**For correct rendering, view this notebook in [nbviewer](https://nbviewer.org/github/markuskrecik/preference-dynamics-learning/blob/main/notebooks/41_training_cnn_n1_residual.ipynb)**

# 1d CNN Residual Model Training for n=1 action

The previous CNN model was showing already good performance for parameter and initial condition prediction, but shows weaknesses to reproduce the steady state.
It is also not sutiable for forecasting and cannot incorporate extra features.
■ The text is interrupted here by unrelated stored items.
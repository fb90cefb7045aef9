use std::path::Path;

use sourcepin_core::context::JobContext;
use sourcepin_core::error::{CoreError, CoreResult};
use sourcepin_core::process::{self, ProcessSpec};
use sourcepin_git::{classify, Git, GitSettings};

fn path_arg(path: &Path) -> String {
    path.to_string_lossy().into_owned()
}

fn parent_of(dest: &Path) -> CoreResult<&Path> {
    dest.parent()
        .ok_or_else(|| CoreError::Internal(format!("{} has no parent", dest.display())))
}

/// Clone with the cheapest strategy that reaches `reference`: a shallow
/// clone of a branch or tag, then a full clone and checkout, then a
/// direct fetch of an unadvertised commit id.
pub(super) async fn git(
    ctx: &JobContext,
    settings: &GitSettings,
    url: &str,
    reference: Option<&str>,
    dest: &Path,
) -> CoreResult<()> {
    let outside = Git::new(ctx, parent_of(dest)?, settings);
    let dest_arg = path_arg(dest);

    let Some(reference) = reference else {
        outside
            .run(
                ["clone", "-q", "--depth", "1", "--", url, dest_arg.as_str()],
                "Could not clone repository",
            )
            .await
            .map_err(classify::remap_user_error)?;
        return Ok(());
    };

    let shallow = outside
        .run(
            ["clone", "-q", "--depth", "1", "--branch", reference, "--", url, dest_arg.as_str()],
            "Could not clone repository",
        )
        .await;
    match shallow {
        Ok(_) => return Ok(()),
        Err(CoreError::Command(failure)) => {
            tracing::debug!(job_id = %ctx.job_id(), stderr = %failure.stderr, "Shallow clone failed");
            ctx.log(format!(
                "Shallow clone of {reference} failed, falling back to a full clone"
            ))
            .await;
        }
        Err(e) => return Err(e),
    }

    if tokio::fs::try_exists(dest).await? {
        tokio::fs::remove_dir_all(dest).await?;
    }
    outside
        .run(["clone", "-q", "--", url, dest_arg.as_str()], "Could not clone repository")
        .await
        .map_err(classify::remap_user_error)?;

    let inside = Git::new(ctx, dest, settings);
    for candidate in [reference.to_string(), format!("origin/{reference}")] {
        if let Some(commit) = inside.resolve_commit(&candidate).await? {
            return inside.checkout(&commit).await;
        }
    }

    ctx.log(format!(
        "{reference} is not reachable from any advertised ref, fetching it directly"
    ))
    .await;
    match inside
        .fetch("origin", &[reference.to_string()], "Could not fetch ref")
        .await
    {
        Ok(()) => inside.checkout("FETCH_HEAD").await,
        Err(CoreError::Command(failure)) if classify::is_ref_missing(&failure.stderr) => {
            Err(CoreError::RefNotFound {
                reference: reference.to_string(),
                repo: url.to_string(),
            })
        }
        Err(e) => Err(e),
    }
}

/// Failures of hg and svn checkouts are attributed to the caller's URL or
/// revision.
fn user_facing(err: CoreError) -> CoreError {
    match err {
        CoreError::Command(failure) => CoreError::Command(failure.into_user_error()),
        other => other,
    }
}

pub(super) async fn hg(
    ctx: &JobContext,
    url: &str,
    reference: Option<&str>,
    dest: &Path,
) -> CoreResult<()> {
    let mut spec = ProcessSpec::new("hg")
        .args(["--noninteractive", "clone"])
        .cwd(parent_of(dest)?)
        .describe("Could not clone Mercurial repository");
    if let Some(reference) = reference {
        spec = spec.args(["-u", reference]);
    }
    spec = spec.args([url.to_string(), path_arg(dest)]);
    process::run(ctx, spec).await.map_err(user_facing)?;
    Ok(())
}

pub(super) async fn svn(
    ctx: &JobContext,
    url: &str,
    reference: Option<&str>,
    dest: &Path,
) -> CoreResult<()> {
    let mut spec = ProcessSpec::new("svn")
        .args(["export", "--non-interactive", "-q"])
        .cwd(parent_of(dest)?)
        .describe("Could not export Subversion repository");
    if let Some(reference) = reference {
        spec = spec.args(["-r", reference]);
    }
    spec = spec.args([url.to_string(), path_arg(dest)]);
    process::run(ctx, spec).await.map_err(user_facing)?;
    Ok(())
}
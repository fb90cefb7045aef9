use std::path::Path;
use std::sync::LazyLock;

use regex::Regex;
use sourcepin_core::context::{JobContext, JobState};
use sourcepin_core::error::{CoreError, CoreResult};
use sourcepin_core::request::CloneRequest;
use sourcepin_core::result::CloneResult;
use sourcepin_git::client::RemoteRef;
use sourcepin_git::{classify, Git, GitSettings};

use super::{release, Pipeline};

const ORIGIN: &str = "origin";
const TARGET: &str = "target";

/// Prefix of the tag used to publish a bare commit id.
pub const COMMIT_TAG_PREFIX: &str = "commit-";

impl Pipeline {
    /// Mirror refs of an external repository into an internal one,
    /// preserving history.
    pub async fn clone_repo(&self, ctx: &JobContext, req: &CloneRequest) -> CoreResult<CloneResult> {
        ctx.set_state(JobState::AcquiringSource);
        let scratch = self.scratch("clone").await?;
        let result = sync_refs(
            ctx,
            &self.settings.git,
            scratch.path(),
            &req.origin_repo_url,
            &req.target_repo_url,
            req.reference.as_deref(),
        )
        .await?;
        release(ctx, scratch).await;
        Ok(result)
    }
}

#[derive(Debug, Clone, Copy, PartialEq, Eq)]
enum RefKind {
    Branch,
    Tag,
}

/// Find `reference` among advertised refs as a branch or a tag.
fn find_ref(refs: &[RemoteRef], reference: &str) -> Option<(RefKind, String)> {
    let branch = format!("refs/heads/{reference}");
    let tag = format!("refs/tags/{reference}");
    refs.iter().find_map(|r| {
        if r.name == branch {
            Some((RefKind::Branch, r.object.clone()))
        } else if r.name == tag {
            Some((RefKind::Tag, r.object.clone()))
        } else {
            None
        }
    })
}

static COMMIT: LazyLock<Regex> = LazyLock::new(|| {
    Regex::new(r"^[0-9a-f]{7,40}$")
        .unwrap_or_else(|e| unreachable!("commit pattern is valid: {e}"))
});

fn looks_like_commit(reference: &str) -> bool {
    COMMIT.is_match(reference)
}

/// Sync one ref (or every branch and tag when `reference` is `None`) from
/// `origin` into `target`, using `dir` as a scratch repository.
///
/// A ref missing upstream but already present in `target` is used as is,
/// with a warning. A ref missing on both sides is [`CoreError::RefNotFound`].
pub async fn sync_refs(
    ctx: &JobContext,
    settings: &GitSettings,
    dir: &Path,
    origin: &str,
    target: &str,
    reference: Option<&str>,
) -> CoreResult<CloneResult> {
    tokio::fs::create_dir_all(dir).await?;
    let git = Git::new(ctx, dir, settings);
    git.init().await?;
    git.add_remote(ORIGIN, origin).await?;
    git.add_remote(TARGET, target).await?;

    let result = |reference: Option<&str>, commit: Option<String>| CloneResult {
        clone_type: "git".to_string(),
        reference: reference.map(str::to_string),
        commit,
        url: target.to_string(),
    };

    let Some(reference) = reference else {
        mirror_all(ctx, &git, origin, target).await?;
        return Ok(result(None, None));
    };

    let upstream = git.ls_remote(ORIGIN, &[]).await?;
    if let Some((kind, _)) = find_ref(&upstream, reference) {
        let commit = push_named_ref(ctx, &git, kind, reference, target).await?;
        return Ok(result(Some(reference), Some(commit)));
    }

    if looks_like_commit(reference) {
        let commit = push_commit(ctx, &git, reference, origin, target).await?;
        return Ok(result(Some(reference), Some(commit)));
    }

    let downstream = git.ls_remote(TARGET, &[]).await?;
    match find_ref(&downstream, reference) {
        Some((_, commit)) => {
            ctx.warn(format!(
                "{reference} not found in {origin}, using the copy already in {target}"
            ))
            .await;
            Ok(result(Some(reference), Some(commit)))
        }
        None => Err(CoreError::RefNotFound {
            reference: reference.to_string(),
            repo: origin.to_string(),
        }),
    }
}

async fn mirror_all(ctx: &JobContext, git: &Git<'_>, origin: &str, target: &str) -> CoreResult<()> {
    ctx.log(format!("Mirroring all branches and tags of {origin}"))
        .await;
    git.fetch(
        ORIGIN,
        &[
            "+refs/heads/*:refs/remotes/origin/*".to_string(),
            "+refs/tags/*:refs/tags/*".to_string(),
        ],
        "Could not fetch from origin",
    )
    .await?;

    ctx.set_state(JobState::Committing);
    ctx.log(format!("Pushing to {target}")).await;
    git.push(
        TARGET,
        &[
            "refs/remotes/origin/*:refs/heads/*".to_string(),
            "refs/tags/*:refs/tags/*".to_string(),
        ],
        false,
    )
    .await
}

async fn push_named_ref(
    ctx: &JobContext,
    git: &Git<'_>,
    kind: RefKind,
    reference: &str,
    target: &str,
) -> CoreResult<String> {
    let (fetch_spec, local, push_spec) = match kind {
        RefKind::Branch => (
            format!("+refs/heads/{reference}:refs/remotes/origin/{reference}"),
            format!("refs/remotes/origin/{reference}"),
            format!("refs/remotes/origin/{reference}:refs/heads/{reference}"),
        ),
        RefKind::Tag => (
            format!("+refs/tags/{reference}:refs/tags/{reference}"),
            format!("refs/tags/{reference}"),
            format!("refs/tags/{reference}:refs/tags/{reference}"),
        ),
    };

    git.fetch(ORIGIN, &[fetch_spec], "Could not fetch from origin")
        .await?;
    let commit = git.resolve_commit(&local).await?.ok_or_else(|| {
        CoreError::Internal(format!("{local} missing right after fetching it"))
    })?;

    ctx.set_state(JobState::Committing);
    ctx.log(format!("Pushing {reference} ({commit}) to {target}"))
        .await;
    git.push(TARGET, &[push_spec], false).await?;
    Ok(commit)
}

/// A bare commit id cannot be pushed as a ref, so it is published through
/// a lightweight `commit-<id>` tag.
async fn push_commit(
    ctx: &JobContext,
    git: &Git<'_>,
    reference: &str,
    origin: &str,
    target: &str,
) -> CoreResult<String> {
    let everything = [
        "+refs/heads/*:refs/remotes/origin/*".to_string(),
        "+refs/tags/*:refs/tags/*".to_string(),
    ];
    git.fetch(ORIGIN, &everything, "Could not fetch from origin")
        .await?;

    let mut commit = git.resolve_commit(reference).await?;
    if commit.is_none() {
        match git
            .fetch(ORIGIN, &[reference.to_string()], "Could not fetch commit")
            .await
        {
            Ok(()) => commit = git.resolve_commit("FETCH_HEAD").await?,
            Err(CoreError::Command(f)) if classify::is_ref_missing(&f.stderr) => {}
            Err(e) => return Err(e),
        }
    }

    let commit = match commit {
        Some(commit) => commit,
        None => {
            let found = downstream_commit(git, reference).await?;
            match found {
                Some(commit) => {
                    ctx.warn(format!(
                        "Commit {reference} not found in {origin}, using the copy already in {target}"
                    ))
                    .await;
                    return Ok(commit);
                }
                None => {
                    return Err(CoreError::RefNotFound {
                        reference: reference.to_string(),
                        repo: origin.to_string(),
                    })
                }
            }
        }
    };

    let tag = format!("{COMMIT_TAG_PREFIX}{commit}");
    if git.resolve_tag(&tag).await?.is_none() {
        git.tag_lightweight(&tag, &commit).await?;
    }

    ctx.set_state(JobState::Committing);
    ctx.log(format!("Pushing commit {commit} to {target} as tag {tag}"))
        .await;
    match git.push(TARGET, &[format!("refs/tags/{tag}")], false).await {
        Ok(()) => Ok(commit),
        // The tag name embeds the commit id, so an existing one is identical.
        Err(CoreError::Command(f)) if classify::is_remote_already_exists(&f.stderr) => Ok(commit),
        Err(e) => Err(e),
    }
}

async fn downstream_commit(git: &Git<'_>, reference: &str) -> CoreResult<Option<String>> {
    let specs = [
        "+refs/heads/*:refs/remotes/target/*".to_string(),
        "+refs/tags/*:refs/tags/*".to_string(),
    ];
    git.fetch(TARGET, &specs, "Could not fetch from target")
        .await?;
    git.resolve_commit(reference).await
}
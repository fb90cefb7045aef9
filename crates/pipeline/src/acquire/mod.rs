//! Source acquisition: materialise an external source as a plain directory.
//!
//! Every acquirer leaves `dest` holding only the source files. VCS metadata
//! is stripped so the tree can root a fresh lineage in the internal
//! repository.

mod archive;
mod vcs;

use std::path::Path;

use sourcepin_core::context::JobContext;
use sourcepin_core::error::CoreResult;
use sourcepin_core::request::SourceType;
use sourcepin_git::GitSettings;

use crate::fsutil;

/// Where a pull reads its source from.
#[derive(Debug, Clone, Copy)]
pub struct SourceSpec<'a> {
    pub source_type: SourceType,
    pub url: &'a str,
    pub reference: Option<&'a str>,
}

/// Acquire `source` into `dest`, which must not exist yet.
pub async fn acquire(
    ctx: &JobContext,
    settings: &GitSettings,
    http: &reqwest::Client,
    source: SourceSpec<'_>,
    dest: &Path,
) -> CoreResult<()> {
    ctx.log(format!(
        "Acquiring {} source from {}{}",
        source.source_type.as_str(),
        source.url,
        source
            .reference
            .map(|r| format!(" at {r}"))
            .unwrap_or_default()
    ))
    .await;

    match source.source_type {
        SourceType::Git => vcs::git(ctx, settings, source.url, source.reference, dest).await?,
        SourceType::Hg => vcs::hg(ctx, source.url, source.reference, dest).await?,
        SourceType::Svn => vcs::svn(ctx, source.url, source.reference, dest).await?,
        SourceType::Archive => archive::fetch(ctx, http, source.url, dest).await?,
    }

    let removed = fsutil::strip_vcs_metadata(dest).await?;
    tracing::debug!(job_id = %ctx.job_id(), removed, "Stripped VCS metadata");
    Ok(())
}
I introduce an improved model architecture, which takes in additional steady state features, and trains the CNN only on the residual $r = x-c$ of time series $x$ and steady state $c$.

**This notebook:**
- Trains the residual 1d CNN model for n=1 action
- Evaluates the model on the test set with various metrics
- Performs hyperparameter studies on learning rate, and number of filters, kernel sizes, and hidden dimensions
- Compares time series of true and predicted parameters


## Training for 1 action


In [1]:
%load_ext autoreload
%autoreload 2

import numpy as np
from optuna.visualization import plot_parallel_coordinate, plot_contour, plot_param_importances
from plotly.offline import init_notebook_mode

init_notebook_mode(connected=True)

from preference_dynamics.schemas import (
    ParameterVector,
    ICVector,
    ODEConfig,
    SolverConfig,
    ODESolverConfig,
    TrainerConfig,
    RunnerConfig,
)

from preference_dynamics.solver import create_default_sampler, generate_batch, solve_ODE
from preference_dynamics.data import DataConfig, DataManager
from preference_dynamics.data.adapters import (
    StateInputAdapter,
    StateFeatureInputAdapter,
    ParameterICForecastTargetAdapter,
)
from preference_dynamics.data.transformer import (
    SampleGroupNormalizer,
    SampleGroupStdNormalizer,
    ShortenTimeSeriesTransformer,
    SteadyStateFeature,
)
from preference_dynamics.models import CNN1DConfig, CNN1DFeatConfig, CNN1DResidualConfig
from preference_dynamics.training import compute_metrics
from preference_dynamics.experiments import ExperimentRunner
from preference_dynamics.visualization import (
    plot_metrics,
    plot_parameter_comparison,
    plot_time_series,
    plot_training_curves,
)
from preference_dynamics.utils import (
    num_vars,
    num_params,
    get_param_names,
    get_var_names,
    assemble_checkpoint_path,
)


n_actions = 1
data_dir = f"data/n{n_actions}"
model_name = f"cnn1d_n{n_actions}_residual"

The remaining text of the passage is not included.